Georgetown University’s Newspaper of Record since 1920

The Hoya

Georgetown University’s Newspaper of Record since 1920

The Hoya

Georgetown University’s Newspaper of Record since 1920

The Hoya

UIS to Revamp E-mail After Hardware Crash

Administrators plan to revamp the university’s e-mail system and add more storage space to individual accounts after a hardware crash last week interrupted service to users for more than 24 hours.

The system failure began Wednesday, when the hard disk that stores GUMail and manages users’ inboxes stopped functioning properly. Mail delivery did not resume until late Thursday afternoon.

Beth Ann Bergsmark, a director at University Information Services, said that a rare hardware failure, coupled with a large influx of spam into the system, crashed the service.

“It has been about two years since we’ve seen a hardware issue similar to this one,” she said.

Bergsmark said that UIS is working on a “digital locker,” an online space for storing received e-mails that would help improve GUMail’s storage quota. Other changes could include improved spam protection and better interaction with other e-mail systems, Bergsmark said.

Improving or replacing the GUMail system, which was last overhauled in 2004, could cost anywhere between hundreds of thousands and millions of dollars, Bergsmark said. She added that the final plans for the new system would not be made until December.

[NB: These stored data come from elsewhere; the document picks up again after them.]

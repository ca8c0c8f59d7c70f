//! The content of a single voxel.

use std::fmt;

use wh_core::{AgentId, ObjectId, StorageId};

/// What occupies one cell of a map.
///
/// `OutOfBounds` is a sentinel: it is never stored in a [`VoxelMap`], only
/// returned when a query falls outside the map.
///
/// [`VoxelMap`]: crate::VoxelMap
#[derive(Copy, Clone, PartialEq, Eq, Hash, Debug, Default)]
#[cfg_attr(feature = "serde", derive(serde::Serialize, serde::Deserialize))]
pub enum Occupant {
    #[default]
    Free,
    OutOfBounds,
    Storage(StorageId),
    Object(ObjectId),
    Agent(AgentId),
}

impl Occupant {
    #[inline]
    pub fn is_free(self) -> bool {
        self == Occupant::Free
    }

    #[inline]
    pub fn is_out_of_bounds(self) -> bool {
        self == Occupant::OutOfBounds
    }

    #[inline]
    pub fn object(self) -> Option<ObjectId> {
        match self {
            Occupant::Object(id) => Some(id),
            _ => None,
        }
    }
}

impl fmt::Display for Occupant {
    fn fmt(&self, f: &mut fmt::Formatter<'_>) -> fmt::Result {
        match self {
            Occupant::Free        => f.write_str("free space"),
            Occupant::OutOfBounds => f.write_str("out of bounds"),
            Occupant::Storage(id) => write!(f, "storage {id}"),
            Occupant::Object(id)  => write!(f, "object {id}"),
            Occupant::Agent(id)   => write!(f, "agent {id}"),
        }
    }
}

“It’s not cheap,” Bergsmark said.

Alexandra Lee (SFS ’10) said that she sometimes experiences delays of up to two hours when forwarding e-mail from her university account to Hotmail, her preferred e-mail provider.

Bergsmark said in a broadcast e-mail sent Friday that delays are caused by constantly-changing spam-blocking definitions that are used by other e-mail providers.

“One day we may hand off mail to Hotmail.com in seconds, and another day we may see a four-hour delay,” Bergsmark said in the e-mail.

George Foulard (COL ’09) said that he hopes that a new e-mail system will allow students to hold more than the current 20 megabytes of storage currently offered by GUMail.

“Twenty MB of storage was acceptable in the ’90s,” Foulard said. “Today, e-mail content is so much bigger than in the past that to expect 20 MB to be sufficient is absurd.”

Patrick Warfield, a visiting assistant professor of musicology, said that he is often prevented from sending e-mails to his students because their accounts are full.

“I frequently get bounced messages back from student accounts,” he said.